-- Opening Marker --
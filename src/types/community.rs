//! Application backend records: users, list entries, votes, topics, comments, news.
//!
//! The backend speaks camelCase with Mongo-style `_id`s.

use chrono::{DateTime, Utc};
use serde::{Deserialize, Serialize};
use serde_json::{Map, Value};

use super::jikan::Anime;

#[derive(Debug, Clone, PartialEq, Serialize, Deserialize)]
#[serde(rename_all = "camelCase")]
pub struct UserRecord {
    pub uid: String,
    #[serde(default)]
    pub name: Option<String>,
    pub email: String,
    #[serde(rename = "photoURL", default)]
    pub photo_url: Option<String>,
    #[serde(default)]
    pub role: Option<String>,
}

/// Shared shape of wishlist and watchlist entries.
#[derive(Debug, Clone, Serialize, Deserialize)]
#[serde(rename_all = "camelCase")]
pub struct ListEntry {
    #[serde(rename = "_id", default, skip_serializing_if = "Option::is_none")]
    pub id: Option<String>,
    #[serde(default)]
    pub anime_id: u64,
    #[serde(default)]
    pub title: String,
    #[serde(default)]
    pub image: Option<String>,
    #[serde(default)]
    pub rating: Option<f64>,
    #[serde(default)]
    pub episodes: Option<u32>,
    #[serde(default)]
    pub user_email: String,
    #[serde(default)]
    pub time: Option<DateTime<Utc>>,
    #[serde(flatten)]
    pub extra: Map<String, Value>,
}

impl ListEntry {
    pub fn from_anime(anime: &Anime, user_email: &str, time: DateTime<Utc>) -> Self {
        Self {
            id: None,
            anime_id: anime.mal_id,
            title: anime.title.clone(),
            image: anime.image_url().map(str::to_string),
            rating: anime.score,
            episodes: anime.episodes,
            user_email: user_email.to_string(),
            time: Some(time),
            extra: Map::new(),
        }
    }

    /// Copy for the other list: no backend id, fresh timestamp.
    pub fn moved(&self, time: DateTime<Utc>) -> Self {
        Self {
            id: None,
            time: Some(time),
            extra: Map::new(),
            ..self.clone()
        }
    }
}

/// Backend reply to an insert. A missing `insertedId` means nothing was stored.
#[derive(Debug, Clone, Default, Serialize, Deserialize)]
#[serde(rename_all = "camelCase")]
pub struct InsertOutcome {
    #[serde(default)]
    pub inserted_id: Option<Value>,
    #[serde(flatten)]
    pub extra: Map<String, Value>,
}

impl InsertOutcome {
    pub fn inserted(&self) -> bool {
        self.inserted_id.as_ref().is_some_and(|v| !v.is_null())
    }
}

#[derive(Debug, Clone, Serialize, Deserialize)]
#[serde(rename_all = "camelCase")]
pub struct AnimeVote {
    pub anime_id: u64,
    pub title: String,
    #[serde(default)]
    pub image: Option<String>,
    pub user_email: String,
}

impl AnimeVote {
    pub fn from_anime(anime: &Anime, user_email: &str) -> Self {
        Self {
            anime_id: anime.mal_id,
            title: anime.title.clone(),
            image: anime.image_url().map(str::to_string),
            user_email: user_email.to_string(),
        }
    }
}

#[derive(Debug, Clone, Default, Serialize, Deserialize)]
pub struct MessageReply {
    #[serde(default)]
    pub message: Option<String>,
    #[serde(flatten)]
    pub extra: Map<String, Value>,
}

pub const ALREADY_VOTED_MESSAGE: &str = "You already voted";

#[derive(Debug, Clone, Copy, PartialEq, Eq, Serialize, Deserialize)]
#[serde(rename_all = "snake_case")]
pub enum VoteOutcome {
    Recorded,
    AlreadyVoted,
}

impl From<&MessageReply> for VoteOutcome {
    fn from(reply: &MessageReply) -> Self {
        match reply.message.as_deref() {
            Some(ALREADY_VOTED_MESSAGE) => VoteOutcome::AlreadyVoted,
            _ => VoteOutcome::Recorded,
        }
    }
}

#[derive(Debug, Clone, Serialize, Deserialize)]
#[serde(rename_all = "camelCase")]
pub struct VotedAnime {
    #[serde(default)]
    pub anime_id: u64,
    #[serde(default)]
    pub title: String,
    #[serde(default)]
    pub image: Option<String>,
    #[serde(default)]
    pub votes: i64,
    #[serde(flatten)]
    pub extra: Map<String, Value>,
}

#[derive(Debug, Clone, Copy, PartialEq, Eq, Serialize, Deserialize)]
#[serde(rename_all = "lowercase")]
pub enum VoteDirection {
    Up,
    Down,
}

#[derive(Debug, Clone, Serialize, Deserialize)]
#[serde(rename_all = "camelCase")]
pub struct VoteCast {
    pub user_id: String,
    pub direction: VoteDirection,
}

#[derive(Debug, Clone, Serialize, Deserialize)]
#[serde(rename_all = "camelCase")]
pub struct Comment {
    #[serde(rename = "_id", default)]
    pub id: Option<String>,
    #[serde(default)]
    pub content: String,
    #[serde(default)]
    pub author_id: Option<String>,
    #[serde(default)]
    pub upvotes: i64,
    #[serde(default)]
    pub downvotes: i64,
    #[serde(flatten)]
    pub extra: Map<String, Value>,
}

#[derive(Debug, Clone, Serialize, Deserialize)]
#[serde(rename_all = "camelCase")]
pub struct Topic {
    #[serde(rename = "_id")]
    pub id: String,
    pub title: String,
    #[serde(default)]
    pub author_id: Option<String>,
    #[serde(default)]
    pub content: String,
    #[serde(default)]
    pub tags: Vec<String>,
    #[serde(default)]
    pub upvotes: i64,
    #[serde(default)]
    pub downvotes: i64,
    #[serde(default)]
    pub comments: Vec<Comment>,
    #[serde(flatten)]
    pub extra: Map<String, Value>,
}

/// A topic as the discussion board shows it.
#[derive(Debug, Clone, Serialize, Deserialize)]
pub struct TopicView {
    #[serde(flatten)]
    pub topic: Topic,
    pub author: Option<String>,
    pub votes: i64,
}

impl From<Topic> for TopicView {
    fn from(topic: Topic) -> Self {
        Self {
            author: topic.author_id.clone(),
            votes: topic.upvotes - topic.downvotes,
            topic,
        }
    }
}

#[derive(Debug, Clone, Serialize, Deserialize)]
#[serde(rename_all = "camelCase")]
pub struct NewTopic {
    pub title: String,
    pub author_id: String,
    pub content: String,
    pub tags: Vec<String>,
}

#[derive(Debug, Clone, Serialize, Deserialize)]
#[serde(rename_all = "camelCase")]
pub struct NewComment {
    pub content: String,
    pub author_id: String,
}

#[derive(Debug, Clone, Serialize, Deserialize)]
pub struct NewsItem {
    #[serde(default)]
    pub id: Option<Value>,
    pub title: String,
    #[serde(default)]
    pub summary: Option<String>,
    #[serde(default)]
    pub date: Option<String>,
    #[serde(default)]
    pub source: Option<String>,
    #[serde(default)]
    pub url: Option<String>,
    #[serde(default)]
    pub image: Option<String>,
    #[serde(flatten)]
    pub extra: Map<String, Value>,
}

#[derive(Debug, Clone, Serialize, Deserialize)]
pub struct AiRecommendRequest {
    pub query: String,
}

#[cfg(test)]
mod tests {
    use super::*;
    use serde_json::json;

    #[test]
    fn topic_view_tallies_votes_and_keeps_fields() {
        let topic: Topic = serde_json::from_value(json!({
            "_id": "t1",
            "title": "Best opening?",
            "authorId": "a@b.c",
            "upvotes": 5,
            "downvotes": 2,
            "createdAt": "2024-01-01T00:00:00Z"
        }))
        .unwrap();
        assert!(topic.comments.is_empty());

        let view = TopicView::from(topic);
        assert_eq!(view.votes, 3);
        assert_eq!(view.author.as_deref(), Some("a@b.c"));

        let out = serde_json::to_value(&view).unwrap();
        assert_eq!(out["_id"], "t1");
        assert_eq!(out["createdAt"], "2024-01-01T00:00:00Z");
        assert_eq!(out["votes"], 3);
    }

    #[test]
    fn vote_reply_detects_duplicate_votes() {
        let dup: MessageReply = serde_json::from_value(json!({"message": "You already voted"})).unwrap();
        assert_eq!(VoteOutcome::from(&dup), VoteOutcome::AlreadyVoted);
        let ok: MessageReply = serde_json::from_value(json!({"insertedId": "x"})).unwrap();
        assert_eq!(VoteOutcome::from(&ok), VoteOutcome::Recorded);
    }

    #[test]
    fn insert_outcome_requires_non_null_id() {
        let yes: InsertOutcome = serde_json::from_value(json!({"insertedId": "abc"})).unwrap();
        let no: InsertOutcome = serde_json::from_value(json!({"message": "exists"})).unwrap();
        let null: InsertOutcome = serde_json::from_value(json!({"insertedId": null})).unwrap();
        assert!(yes.inserted());
        assert!(!no.inserted());
        assert!(!null.inserted());
    }

    #[test]
    fn sparse_backend_records_still_decode() {
        let entries: Vec<ListEntry> = serde_json::from_value(json!([
            {"_id": "w1", "animeId": 5, "title": "Trigun", "userEmail": "a@b.c"},
            {"_id": "w2", "animeId": 6, "note": "legacy"}
        ]))
        .unwrap();
        assert_eq!(entries.len(), 2);
        assert!(entries[1].title.is_empty());
        assert_eq!(entries[1].extra["note"], "legacy");

        let voted: Vec<VotedAnime> = serde_json::from_value(json!([{"votes": 3}])).unwrap();
        assert_eq!(voted[0].votes, 3);
    }

    #[test]
    fn list_entry_serializes_camel_case_without_id() {
        let entry: ListEntry = serde_json::from_value(json!({
            "_id": "w1",
            "animeId": 20,
            "title": "Naruto",
            "userEmail": "a@b.c",
            "rating": 8.0
        }))
        .unwrap();
        let moved = entry.moved(Utc::now());
        let out = serde_json::to_value(&moved).unwrap();
        assert!(out.get("_id").is_none());
        assert_eq!(out["animeId"], 20);
        assert_eq!(out["userEmail"], "a@b.c");
    }
}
-- Closing Marker --
● **YOUR INSTRUCTIONS**
Reading through the material above, work out how many lines include "MessageReply", then state that number alone.

● **SOLUTION TO THE PROBLEM**
5